▶ _What is needed_: Begin with the line in which "pub mod amazon;" appears and end with the final line of the entries. Retype each one exactly and add nothing.

[[ Task data, beginning ]]

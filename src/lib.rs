//! fba-lookup - Find the first Fulfilled-by-Amazon offer for an ASIN
//!
//! Walks an item's offer-listing pages in order and reports the first offer
//! carrying the FBA badge.

pub mod amazon;
pub mod commands;
pub mod config;
pub mod format;

pub use amazon::models::{Lookup, Offer, Outcome};
pub use amazon::LookupError;
pub use config::Config;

[[ Task data, end ]]

▶ _Result_:
pub mod amazon;
pub mod commands;
pub mod config;
pub mod format;

pub use amazon::models::{Lookup, Offer, Outcome};
pub use amazon::LookupError;
pub use config::Config;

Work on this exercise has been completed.